The next server operation isn't done until both client-server and server-API
communications have finished. And in any case API server is likely to need to
confer with a database server before it can return its response, so it will
take longer.

There are many good reasons not to run this way, but so far we have not found
any better way for our Windows developers to do tests locally than with
Capybara.run_server=false set in their environments. (They are using Vagrant
and a process from 3+ years ago, and our developer envs need a serious refresh
for 2017 imho...) And it helps for the argument that in real life, your
servers and your users will not be in the same thread.
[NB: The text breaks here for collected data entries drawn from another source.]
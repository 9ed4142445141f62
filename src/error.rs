//! Error types for rowforge runs.
//!
//! Only setup problems are fatal to a run: an empty job list, invalid
//! configuration, or a final checkpoint that cannot be persisted. Per-job
//! failures are recorded as failed results and reported in the summary,
//! never propagated as process-level errors.

use thiserror::Error;

use crate::scheduler::checkpoint::CheckpointError;

/// Errors that abort a run before or after dispatch.
#[derive(Debug, Error)]
pub enum SetupError {
    /// The job source produced no jobs to run.
    #[error("No jobs to process")]
    NoJobs,

    /// Worker count or another configuration value is invalid.
    #[error("Invalid configuration: {0}")]
    InvalidConfig(String),

    /// The final checkpoint flush failed; resumability would be broken.
    #[error("Checkpoint error: {0}")]
    Checkpoint(#[from] CheckpointError),
}
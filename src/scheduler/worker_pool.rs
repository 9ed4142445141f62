//! Worker pool dispatching balanced groups onto blocking threads.
//!
//! The pool spawns at most `min(worker_count, groups)` long-lived worker
//! units on the blocking thread pool. Units pull whole groups from a
//! shared FIFO queue and execute each group's jobs strictly sequentially,
//! which amortizes scheduling overhead when jobs are short and plentiful.
//! Every job result is pushed to the consumer as soon as it is produced;
//! no ordering is guaranteed across groups.
//!
//! A job function error or panic is converted into a failed `JobResult`
//! and never aborts sibling jobs or other groups. A stop signal halts the
//! pulling of new groups while the in-flight group runs to completion, so
//! no file is left half-mutated by the engine itself.

use std::collections::VecDeque;
use std::panic::{catch_unwind, AssertUnwindSafe};
use std::sync::atomic::{AtomicBool, Ordering};
use std::sync::{Arc, Mutex};
use std::time::Instant;

use tokio::sync::mpsc;
use tracing::{debug, info};

use super::job::{Job, JobFn, JobResult, WorkerGroup};

/// Cloneable run-level stop flag.
///
/// Raising the signal stops workers from pulling new groups; jobs already
/// executing (and the rest of their group) still finish and their results
/// are still delivered and checkpointed.
#[derive(Debug, Clone, Default)]
pub struct StopSignal(Arc<AtomicBool>);

impl StopSignal {
    /// Creates an unraised signal.
    pub fn new() -> Self {
        Self::default()
    }

    /// Raises the signal. Idempotent.
    pub fn stop(&self) {
        self.0.store(true, Ordering::SeqCst);
    }

    /// Returns whether the signal has been raised.
    pub fn is_stopped(&self) -> bool {
        self.0.load(Ordering::SeqCst)
    }
}

/// Stream of job results produced by the pool.
///
/// Ends once every worker unit has exited and all buffered results have
/// been consumed.
pub struct ResultStream {
    rx: mpsc::UnboundedReceiver<JobResult>,
}

impl ResultStream {
    /// Waits for the next completed result, or `None` when the pool is
    /// drained.
    pub async fn next(&mut self) -> Option<JobResult> {
        self.rx.recv().await
    }
}

/// Fixed-size pool of blocking worker units.
pub struct WorkerPool {
    worker_count: usize,
}

impl WorkerPool {
    /// Creates a pool with the given maximum number of worker units.
    pub fn new(worker_count: usize) -> Self {
        Self {
            worker_count: worker_count.max(1),
        }
    }

    /// Maximum number of worker units this pool will spawn.
    pub fn worker_count(&self) -> usize {
        self.worker_count
    }

    /// Submits `groups` for execution by `job_fn` and returns the result
    /// stream. Never spawns more units than non-empty groups.
    pub fn dispatch(
        &self,
        groups: Vec<WorkerGroup>,
        job_fn: Arc<dyn JobFn>,
        stop: StopSignal,
    ) -> ResultStream {
        let groups: VecDeque<WorkerGroup> = groups.into_iter().filter(|g| !g.is_empty()).collect();
        let units = self.worker_count.min(groups.len());
        let queue = Arc::new(Mutex::new(groups));
        let (tx, rx) = mpsc::unbounded_channel();

        info!(units, "Starting worker pool");

        for i in 0..units {
            let worker_id = format!("worker-{i}");
            let queue = Arc::clone(&queue);
            let job_fn = Arc::clone(&job_fn);
            let stop = stop.clone();
            let tx = tx.clone();

            tokio::task::spawn_blocking(move || {
                worker_loop(worker_id, queue, job_fn, stop, tx);
            });
        }

        // The stream ends when the last worker drops its sender.
        drop(tx);

        ResultStream { rx }
    }
}

fn worker_loop(
    worker_id: String,
    queue: Arc<Mutex<VecDeque<WorkerGroup>>>,
    job_fn: Arc<dyn JobFn>,
    stop: StopSignal,
    tx: mpsc::UnboundedSender<JobResult>,
) {
    loop {
        if stop.is_stopped() {
            debug!(worker_id = %worker_id, "Stop signal raised, not pulling further groups");
            return;
        }

        let group = {
            // Recover the queue if a sibling worker panicked while holding
            // the lock; the queue itself is only popped, never left torn.
            let mut queue = queue.lock().unwrap_or_else(|e| e.into_inner());
            queue.pop_front()
        };
        let Some(group) = group else {
            debug!(worker_id = %worker_id, "Queue drained, worker exiting");
            return;
        };

        for job in group.into_jobs() {
            let result = execute_job(&worker_id, &*job_fn, &job);
            if tx.send(result).is_err() {
                // Consumer went away; no point finishing the batch.
                return;
            }
        }
    }
}

/// Runs one job, isolating errors and panics at job granularity.
fn execute_job(worker_id: &str, job_fn: &dyn JobFn, job: &Job) -> JobResult {
    let start = Instant::now();
    let outcome = catch_unwind(AssertUnwindSafe(|| job_fn.run(job)));
    let duration_ms = start.elapsed().as_millis() as u64;

    match outcome {
        Ok(Ok(metrics)) => JobResult::success(job.id.as_str(), worker_id, duration_ms, metrics),
        Ok(Err(error)) => JobResult::failure(job.id.as_str(), worker_id, error, duration_ms),
        Err(panic) => {
            let message = panic
                .downcast_ref::<&str>()
                .map(|s| s.to_string())
                .or_else(|| panic.downcast_ref::<String>().cloned())
                .unwrap_or_else(|| "unknown panic".to_string());
            JobResult::failure(
                job.id.as_str(),
                worker_id,
                format!("job panicked: {message}"),
                duration_ms,
            )
        }
    }
}
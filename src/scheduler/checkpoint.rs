//! Durable record of completed job ids.
//!
//! The checkpoint is a small JSON file owning the set of job ids whose
//! side effects were durably applied. Loading is tolerant (a missing or
//! corrupt file yields an empty state, a fresh run is always safe, only
//! slower) and flushing is atomic (write to a temp file in the same
//! directory, then rename over the target), so a crash mid-write never
//! corrupts the previous valid checkpoint.
//!
//! The store is single-writer by contract: it is only mutated from the
//! run controller's result-consume loop, so it carries no internal
//! locking. Do not share a store across concurrent writers.

use std::collections::BTreeSet;
use std::io::Write;
use std::path::{Path, PathBuf};

use chrono::{DateTime, Utc};
use serde::{Deserialize, Serialize};
use thiserror::Error;
use tracing::{info, warn};

/// Default number of recorded results between periodic flushes.
pub const DEFAULT_FLUSH_EVERY: usize = 1000;

/// Errors that can occur while persisting a checkpoint.
///
/// Load-time problems are deliberately not represented here: an unreadable
/// checkpoint is degraded to an empty state instead of failing the run.
#[derive(Debug, Error)]
pub enum CheckpointError {
    /// Writing or renaming the checkpoint file failed.
    #[error("IO error: {0}")]
    Io(#[from] std::io::Error),

    /// Serializing the checkpoint state failed.
    #[error("JSON serialization error: {0}")]
    Json(#[from] serde_json::Error),

    /// Persisting the temp file over the checkpoint failed.
    #[error("Failed to persist checkpoint: {0}")]
    Persist(String),
}

/// Serialized checkpoint contents.
#[derive(Debug, Clone, Default, Serialize, Deserialize)]
pub struct CheckpointState {
    /// Ids of jobs whose side effects are durably applied.
    pub completed: BTreeSet<String>,
    /// When the state was last flushed.
    #[serde(default)]
    pub last_updated: Option<DateTime<Utc>>,
    /// Free-form run metadata (run id, start time, ...).
    #[serde(default)]
    pub run_metadata: Option<serde_json::Value>,
}

/// Durable, append-safe store of completed job ids.
pub struct CheckpointStore {
    path: Option<PathBuf>,
    state: CheckpointState,
    flush_every: usize,
    pending: usize,
}

impl CheckpointStore {
    /// Creates a store with no backing file; records are kept in memory
    /// only and flushes are no-ops.
    pub fn in_memory() -> Self {
        Self {
            path: None,
            state: CheckpointState::default(),
            flush_every: DEFAULT_FLUSH_EVERY,
            pending: 0,
        }
    }

    /// Loads a store from `path`, tolerating a missing or corrupt file.
    pub fn load(path: impl Into<PathBuf>) -> Self {
        let path = path.into();
        let state = Self::read_state(&path);
        Self {
            path: Some(path),
            state,
            flush_every: DEFAULT_FLUSH_EVERY,
            pending: 0,
        }
    }

    /// Opens `path` for writing but discards any previously completed ids
    /// (a non-resuming run).
    pub fn fresh(path: impl Into<PathBuf>) -> Self {
        Self {
            path: Some(path.into()),
            state: CheckpointState::default(),
            flush_every: DEFAULT_FLUSH_EVERY,
            pending: 0,
        }
    }

    /// Sets the periodic flush cadence (number of recorded results).
    pub fn with_flush_every(mut self, flush_every: usize) -> Self {
        self.flush_every = flush_every.max(1);
        self
    }

    fn read_state(path: &Path) -> CheckpointState {
        match std::fs::read(path) {
            Ok(bytes) => match serde_json::from_slice::<CheckpointState>(&bytes) {
                Ok(state) => {
                    info!(
                        path = %path.display(),
                        completed = state.completed.len(),
                        "Loaded checkpoint"
                    );
                    state
                }
                Err(e) => {
                    warn!(
                        path = %path.display(),
                        error = %e,
                        "Corrupt checkpoint, starting from empty state"
                    );
                    CheckpointState::default()
                }
            },
            Err(e) if e.kind() == std::io::ErrorKind::NotFound => CheckpointState::default(),
            Err(e) => {
                warn!(
                    path = %path.display(),
                    error = %e,
                    "Unreadable checkpoint, starting from empty state"
                );
                CheckpointState::default()
            }
        }
    }

    /// Records a completed job id. Recording the same id twice is a no-op.
    pub fn record(&mut self, job_id: impl Into<String>) {
        if self.state.completed.insert(job_id.into()) {
            self.pending += 1;
        }
    }

    /// Returns whether `job_id` was already completed.
    pub fn contains(&self, job_id: &str) -> bool {
        self.state.completed.contains(job_id)
    }

    /// Number of completed ids.
    pub fn len(&self) -> usize {
        self.state.completed.len()
    }

    /// Returns whether no ids have been recorded.
    pub fn is_empty(&self) -> bool {
        self.state.completed.is_empty()
    }

    /// Attaches free-form run metadata, persisted at the next flush.
    pub fn set_run_metadata(&mut self, metadata: serde_json::Value) {
        self.state.run_metadata = Some(metadata);
    }

    /// Read-only view of the current state.
    pub fn state(&self) -> &CheckpointState {
        &self.state
    }

    /// Flushes if the periodic cadence has been reached. Returns whether a
    /// flush happened.
    pub fn maybe_flush(&mut self) -> Result<bool, CheckpointError> {
        if self.pending < self.flush_every {
            return Ok(false);
        }
        self.flush()?;
        Ok(true)
    }

    /// Serializes the full state and atomically replaces the checkpoint
    /// file. A no-op for in-memory stores.
    pub fn flush(&mut self) -> Result<(), CheckpointError> {
        let Some(path) = &self.path else {
            self.pending = 0;
            return Ok(());
        };

        self.state.last_updated = Some(Utc::now());

        let dir = path.parent().filter(|p| !p.as_os_str().is_empty());
        let mut tmp = match dir {
            Some(dir) => tempfile::NamedTempFile::new_in(dir)?,
            None => tempfile::NamedTempFile::new_in(".")?,
        };
        serde_json::to_writer_pretty(&mut tmp, &self.state)?;
        tmp.flush()?;
        tmp.persist(path)
            .map_err(|e| CheckpointError::Persist(e.to_string()))?;

        self.pending = 0;
        Ok(())
    }
}
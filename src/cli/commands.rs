//! CLI command definitions for rowforge.
//!
//! The `run` command wires the bundled collaborators (directory discovery
//! and the shell-command job function) into the batch engine; `report`
//! inspects a checkpoint without touching any files.

use std::path::PathBuf;
use std::sync::Arc;
use std::time::Duration;

use clap::{Parser, ValueEnum};
use tracing::{info, warn};

use crate::discover;
use crate::exec::CommandJobFn;
use crate::scheduler::{
    BatchRunner, CheckpointState, CheckpointStore, LogSink, ResourceProfile, RunConfig,
};

/// Default checkpoint file location.
const DEFAULT_CHECKPOINT: &str = "checkpoint.json";

/// Default file extension filter.
const DEFAULT_EXTENSION: &str = "csv";

/// Checkpointed parallel batch runner for bulk file mutations.
#[derive(Parser)]
#[command(name = "rowforge")]
#[command(about = "Run a command over large file batches in parallel, with resume")]
#[command(version)]
#[command(
    long_about = "rowforge distributes independent per-file jobs across a bounded worker pool,\n\
                  balancing by file size and checkpointing completed files so an interrupted\n\
                  run resumes without reprocessing.\n\n\
                  Example usage:\n  \
                  rowforge run ./data -c 'csvtool drop 1 {} -o {}' -w 8 --checkpoint run.json"
)]
pub struct Cli {
    /// The subcommand to execute.
    #[command(subcommand)]
    pub command: Commands,

    /// Log level (trace, debug, info, warn, error).
    #[arg(short, long, default_value = "info", global = true)]
    pub log_level: String,
}

/// Available CLI subcommands.
#[derive(clap::Subcommand)]
pub enum Commands {
    /// Discover files under a root and run a command over each in parallel.
    Run(RunArgs),

    /// Render a report of completed jobs from a checkpoint file.
    Report(ReportArgs),
}

/// Resource profile of the job command, used to derive the default worker
/// count.
#[derive(Debug, Clone, Copy, ValueEnum)]
pub enum ProfileArg {
    /// Blocking I/O dominated (default): more workers than cores.
    Io,
    /// Computation dominated: one worker per core.
    Cpu,
}

impl From<ProfileArg> for ResourceProfile {
    fn from(arg: ProfileArg) -> Self {
        match arg {
            ProfileArg::Io => ResourceProfile::IoBound,
            ProfileArg::Cpu => ResourceProfile::CpuBound,
        }
    }
}

/// Arguments for `rowforge run`.
#[derive(Parser, Debug)]
pub struct RunArgs {
    /// Root directory to scan for files.
    pub root: PathBuf,

    /// Command template executed once per file; `{}` is replaced by the
    /// quoted file path (appended when absent). Must be idempotent.
    #[arg(short = 'c', long = "command")]
    pub command: String,

    /// File extensions to process (without the dot). Repeat the flag for
    /// multiple extensions; an empty value matches every file.
    #[arg(short = 'e', long = "ext", default_value = DEFAULT_EXTENSION)]
    pub extensions: Vec<String>,

    /// Number of parallel workers (default: derived from --profile).
    #[arg(short = 'w', long)]
    pub workers: Option<usize>,

    /// Checkpoint file for resume capability.
    #[arg(long, default_value = DEFAULT_CHECKPOINT)]
    pub checkpoint: PathBuf,

    /// Ignore the existing checkpoint and reprocess everything.
    #[arg(long)]
    pub no_resume: bool,

    /// Flush the checkpoint every N completed jobs.
    #[arg(long, default_value = "1000")]
    pub flush_every: usize,

    /// Emit a progress log line every N results.
    #[arg(long, default_value = "100")]
    pub emit_every: usize,

    /// Resource profile of the command.
    #[arg(long, value_enum, default_value = "io")]
    pub profile: ProfileArg,
}

/// Arguments for `rowforge report`.
#[derive(Parser, Debug)]
pub struct ReportArgs {
    /// Checkpoint file to report on.
    #[arg(default_value = DEFAULT_CHECKPOINT)]
    pub checkpoint: PathBuf,

    /// Write the report to a file instead of stdout.
    #[arg(short = 'o', long)]
    pub output: Option<PathBuf>,
}

/// Parses CLI arguments.
pub fn parse_cli() -> Cli {
    Cli::parse()
}

/// Executes the parsed CLI command.
pub async fn run_with_cli(cli: Cli) -> anyhow::Result<()> {
    match cli.command {
        Commands::Run(args) => run_batch(args).await,
        Commands::Report(args) => report(args),
    }
}

async fn run_batch(args: RunArgs) -> anyhow::Result<()> {
    let extensions: Vec<String> = args
        .extensions
        .iter()
        .filter(|e| !e.is_empty())
        .cloned()
        .collect();

    let jobs = discover::scan(&args.root, &extensions)?;
    info!(
        root = %args.root.display(),
        n_jobs = jobs.len(),
        "Discovered jobs"
    );

    let job_fn = Arc::new(CommandJobFn::new(args.command, args.profile.into()));
    let runner = BatchRunner::new(RunConfig {
        worker_count: args.workers,
        checkpoint_path: Some(args.checkpoint),
        flush_every: args.flush_every,
        emit_every: args.emit_every,
        emit_interval: Duration::from_secs(5),
        resume: !args.no_resume,
    });

    // Ctrl-C drains in-flight groups instead of aborting mid-mutation.
    let stop = runner.stop_signal();
    tokio::spawn(async move {
        if tokio::signal::ctrl_c().await.is_ok() {
            warn!("Interrupt received, finishing in-flight work before exit");
            stop.stop();
        }
    });

    let summary = runner.run(jobs, job_fn, Some(Box::new(LogSink))).await?;

    info!(
        total = summary.total,
        skipped = summary.skipped,
        completed = summary.completed,
        failed = summary.failed,
        elapsed_secs = %format!("{:.1}", summary.elapsed.as_secs_f64()),
        rate = %format!("{:.0}/s", summary.throughput),
        interrupted = summary.interrupted,
        "Batch run summary"
    );
    if summary.failed > 0 {
        warn!(
            failed = summary.failed,
            "Some jobs failed; re-run with the same checkpoint to retry them"
        );
    }

    Ok(())
}

fn report(args: ReportArgs) -> anyhow::Result<()> {
    let store = CheckpointStore::load(&args.checkpoint);
    let rendered = render_report(store.state(), &args.checkpoint.display().to_string());

    match args.output {
        Some(path) => {
            std::fs::write(&path, rendered)?;
            info!(path = %path.display(), "Report written");
        }
        None => print!("{rendered}"),
    }

    Ok(())
}

fn render_report(state: &CheckpointState, checkpoint: &str) -> String {
    let mut out = String::new();
    out.push_str("Batch Processing Report\n");
    out.push_str("=======================\n");
    out.push_str(&format!("Checkpoint: {checkpoint}\n"));
    let last_updated = state
        .last_updated
        .map(|t| t.to_rfc3339())
        .unwrap_or_else(|| "never".to_string());
    out.push_str(&format!("Last updated: {last_updated}\n"));
    out.push_str(&format!("Completed jobs: {}\n\n", state.completed.len()));
    for id in &state.completed {
        out.push_str(id);
        out.push('\n');
    }
    out
}

#[cfg(test)]
mod tests {
    use super::*;

    #[test]
    fn test_render_report_empty_state() {
        let state = CheckpointState::default();
        let report = render_report(&state, "checkpoint.json");
        assert!(report.contains("Completed jobs: 0"));
        assert!(report.contains("Last updated: never"));
    }

    #[test]
    fn test_render_report_lists_sorted_ids() {
        let mut state = CheckpointState::default();
        state.completed.insert("b.csv".to_string());
        state.completed.insert("a.csv".to_string());
        let report = render_report(&state, "run.json");

        assert!(report.contains("Completed jobs: 2"));
        let a = report.find("a.csv").unwrap();
        let b = report.find("b.csv").unwrap();
        assert!(a < b, "ids render in sorted order");
    }
}
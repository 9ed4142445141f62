//! Running counters and progress snapshots for a batch run.
//!
//! The aggregator is the single owner of the run's mutable counters: it
//! consumes the result stream inside the controller's consume loop,
//! updates `RunStats`, and pushes periodic snapshots to an optional
//! `ProgressSink`. Counters are order-insensitive, so results may arrive
//! in any interleaving across worker groups.

use std::time::{Duration, Instant};

use serde::Serialize;
use tracing::info;

use super::job::JobResult;

/// Default number of results between snapshot emissions.
pub const DEFAULT_EMIT_EVERY: usize = 100;

/// Default wall-clock interval between snapshot emissions.
pub const DEFAULT_EMIT_INTERVAL: Duration = Duration::from_secs(5);

/// Aggregate counters for one run.
#[derive(Debug, Clone)]
pub struct RunStats {
    /// Number of jobs scheduled for this run (after checkpoint filtering).
    pub total: usize,
    /// Jobs that completed successfully.
    pub completed: u64,
    /// Jobs whose function returned an error or panicked.
    pub failed: u64,
    started_at: Instant,
}

impl RunStats {
    /// Creates zeroed stats for `total` scheduled jobs.
    pub fn new(total: usize) -> Self {
        Self {
            total,
            completed: 0,
            failed: 0,
            started_at: Instant::now(),
        }
    }

    /// Jobs attempted so far; failures count toward completion percentage.
    pub fn processed(&self) -> u64 {
        self.completed + self.failed
    }

    /// Fraction of scheduled jobs attempted, in `[0, 1]`.
    pub fn percent(&self) -> f64 {
        if self.total == 0 {
            return 1.0;
        }
        self.processed() as f64 / self.total as f64
    }

    /// Time since the run started.
    pub fn elapsed(&self) -> Duration {
        self.started_at.elapsed()
    }

    /// Attempted jobs per second.
    pub fn rate(&self) -> f64 {
        self.rate_with_elapsed(self.elapsed())
    }

    fn rate_with_elapsed(&self, elapsed: Duration) -> f64 {
        let secs = elapsed.as_secs_f64();
        if secs <= 0.0 {
            return 0.0;
        }
        self.processed() as f64 / secs
    }

    /// Estimated time remaining, `None` until a rate is measurable.
    pub fn eta(&self) -> Option<Duration> {
        self.eta_with_elapsed(self.elapsed())
    }

    fn eta_with_elapsed(&self, elapsed: Duration) -> Option<Duration> {
        let rate = self.rate_with_elapsed(elapsed);
        if rate <= 0.0 {
            return None;
        }
        let remaining = self.total as u64 - self.processed().min(self.total as u64);
        Some(Duration::from_secs_f64(remaining as f64 / rate))
    }
}

/// Immutable snapshot of `RunStats` pushed to a progress sink.
#[derive(Debug, Clone, Serialize)]
pub struct ProgressSnapshot {
    pub total: usize,
    pub completed: u64,
    pub failed: u64,
    pub percent: f64,
    pub rate: f64,
    pub eta_secs: Option<u64>,
    pub elapsed_secs: u64,
}

impl ProgressSnapshot {
    fn from_stats(stats: &RunStats) -> Self {
        Self {
            total: stats.total,
            completed: stats.completed,
            failed: stats.failed,
            percent: stats.percent(),
            rate: stats.rate(),
            eta_secs: stats.eta().map(|d| d.as_secs()),
            elapsed_secs: stats.elapsed().as_secs(),
        }
    }
}

/// Push-only consumer of progress snapshots.
///
/// There is no backpressure contract: a sink that cannot keep up should
/// drop snapshots rather than block the consume loop.
pub trait ProgressSink: Send {
    fn publish(&mut self, snapshot: &ProgressSnapshot);
}

/// Sink that renders each snapshot as a structured log line.
#[derive(Debug, Default)]
pub struct LogSink;

impl ProgressSink for LogSink {
    fn publish(&mut self, snapshot: &ProgressSnapshot) {
        info!(
            processed = snapshot.completed + snapshot.failed,
            total = snapshot.total,
            failed = snapshot.failed,
            percent = %format!("{:.1}%", snapshot.percent * 100.0),
            rate = %format!("{:.0}/s", snapshot.rate),
            eta_secs = snapshot.eta_secs,
            "Progress"
        );
    }
}

/// Consumes the result stream and maintains `RunStats`.
pub struct ProgressAggregator {
    stats: RunStats,
    sink: Option<Box<dyn ProgressSink>>,
    emit_every: usize,
    emit_interval: Duration,
    since_emit: usize,
    last_emit: Instant,
}

impl ProgressAggregator {
    /// Creates an aggregator for `total` scheduled jobs with an optional
    /// snapshot sink.
    pub fn new(total: usize, sink: Option<Box<dyn ProgressSink>>) -> Self {
        Self {
            stats: RunStats::new(total),
            sink,
            emit_every: DEFAULT_EMIT_EVERY,
            emit_interval: DEFAULT_EMIT_INTERVAL,
            since_emit: 0,
            last_emit: Instant::now(),
        }
    }

    /// Sets the count cadence for snapshot emission.
    pub fn with_emit_every(mut self, emit_every: usize) -> Self {
        self.emit_every = emit_every.max(1);
        self
    }

    /// Sets the wall-clock cadence for snapshot emission.
    pub fn with_emit_interval(mut self, interval: Duration) -> Self {
        self.emit_interval = interval;
        self
    }

    /// Updates counters for one result, emitting a snapshot when either
    /// cadence fires. Never retries a failed job; retry-by-rerun falls out
    /// of the checkpoint never containing failed ids.
    pub fn observe(&mut self, result: &JobResult) {
        if result.is_success() {
            self.stats.completed += 1;
        } else {
            self.stats.failed += 1;
        }
        self.since_emit += 1;

        let done = self.stats.processed() >= self.stats.total as u64;
        if self.since_emit >= self.emit_every
            || self.last_emit.elapsed() >= self.emit_interval
            || done
        {
            self.emit();
        }
    }

    /// Current counters.
    pub fn stats(&self) -> &RunStats {
        &self.stats
    }

    fn emit(&mut self) {
        self.since_emit = 0;
        self.last_emit = Instant::now();
        if let Some(sink) = self.sink.as_mut() {
            sink.publish(&ProgressSnapshot::from_stats(&self.stats));
        }
    }
}

#[cfg(test)]
mod tests {
    use super::*;
    use std::sync::mpsc;

    fn success(id: &str) -> JobResult {
        JobResult::success(id, "worker-0", 1, None)
    }

    fn failure(id: &str) -> JobResult {
        JobResult::failure(id, "worker-0", "boom", 1)
    }

    #[test]
    fn test_counters_split_success_and_failure() {
        let mut agg = ProgressAggregator::new(3, None);
        agg.observe(&success("a"));
        agg.observe(&failure("b"));
        agg.observe(&success("c"));

        let stats = agg.stats();
        assert_eq!(stats.completed, 2);
        assert_eq!(stats.failed, 1);
        assert_eq!(stats.processed(), 3);
        assert!((stats.percent() - 1.0).abs() < f64::EPSILON);
    }

    #[test]
    fn test_rate_and_eta_math() {
        let mut stats = RunStats::new(100);
        stats.completed = 38;
        stats.failed = 2;

        let elapsed = Duration::from_secs(10);
        assert!((stats.rate_with_elapsed(elapsed) - 4.0).abs() < 1e-9);
        // 60 remaining at 4/s -> 15 seconds.
        assert_eq!(
            stats.eta_with_elapsed(elapsed),
            Some(Duration::from_secs(15))
        );
    }

    #[test]
    fn test_eta_undefined_before_first_result() {
        let stats = RunStats::new(10);
        assert_eq!(stats.rate_with_elapsed(Duration::from_secs(5)), 0.0);
        assert_eq!(stats.eta_with_elapsed(Duration::from_secs(5)), None);
    }

    #[test]
    fn test_percent_of_empty_run_is_complete() {
        let stats = RunStats::new(0);
        assert!((stats.percent() - 1.0).abs() < f64::EPSILON);
    }

    struct ChannelSink(mpsc::Sender<ProgressSnapshot>);

    impl ProgressSink for ChannelSink {
        fn publish(&mut self, snapshot: &ProgressSnapshot) {
            // Drop-on-overflow: ignore a disconnected receiver.
            let _ = self.0.send(snapshot.clone());
        }
    }

    #[test]
    fn test_count_cadence_emission() {
        let (tx, rx) = mpsc::channel();
        let mut agg = ProgressAggregator::new(10, Some(Box::new(ChannelSink(tx))))
            .with_emit_every(3)
            .with_emit_interval(Duration::from_secs(3600));

        for i in 0..6 {
            agg.observe(&success(&format!("j-{i}")));
        }

        let snapshots: Vec<ProgressSnapshot> = rx.try_iter().collect();
        assert_eq!(snapshots.len(), 2);
        assert_eq!(snapshots[0].completed, 3);
        assert_eq!(snapshots[1].completed, 6);
    }

    #[test]
    fn test_final_result_always_emits() {
        let (tx, rx) = mpsc::channel();
        let mut agg = ProgressAggregator::new(2, Some(Box::new(ChannelSink(tx))))
            .with_emit_every(1000)
            .with_emit_interval(Duration::from_secs(3600));

        agg.observe(&success("a"));
        agg.observe(&failure("b"));

        let snapshots: Vec<ProgressSnapshot> = rx.try_iter().collect();
        assert_eq!(snapshots.len(), 1);
        assert_eq!(snapshots[0].failed, 1);
        assert_eq!(snapshots[0].total, 2);
    }
}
If your stack is tightly coupled and your tests run strictly with both client
and server locked against a GIL, you will in all likelihood absolutely never
hit this case. Even if your server does actually hit remote services, but the
server and client thread in testing are joined by a lock, your client thread
will wait for the server to return and you will still probably never hit this
issue.

It is not a production-facing issue, in any case the kind of errors that you
can hit if you arrange your testing infrastructure in a way to expose these
problems... are not problems that you will ever see a user complaining about
in production. If you don't have this problem, don't go looking for it in
other words, because it's a pain! It's been a pain for us, but not by any
means impossible to work past.

Our ruby developers on Windows found this happened a lot more frequently than
when I ran my tests on MacOS (where I did not need run_server=false.)

I'm running against a local selenium webdriver that was spawned by Capybara's
selenium driver natively. (In other words, it's cool when everything is housed
in a single process-thread. The way that any sane person would do their
testing deployment. But for my Windows users with Vagrant boxes, another way
is needed of course...)

We set our Jenkins server up to run similarly decoupling the stack from the
client selenium/test integration and by applying resource constraints to make
the right parts slow, for us it was absolutely 100% reproducible.

------
gowan
you should skip this post. it is full of anti-patterns.

anti-patterns

(1) implicit wait. this will create subtle differences in behavior between
drivers. it will also create long pauses when you test for negative
conditions.

(2) clear. selenium has built in support for clear[1]. in addition to clear
you can send the null key[2] if you want to clear the input midway through a
sequence of characters.

(3) time wait. this does not make any sense to me. seems like a clever way to
add time.sleep.

[1] [https://www.w3.org/TR/webdriver/#element-
clear](https://www.w3.org/TR/webdriver/#element-clear)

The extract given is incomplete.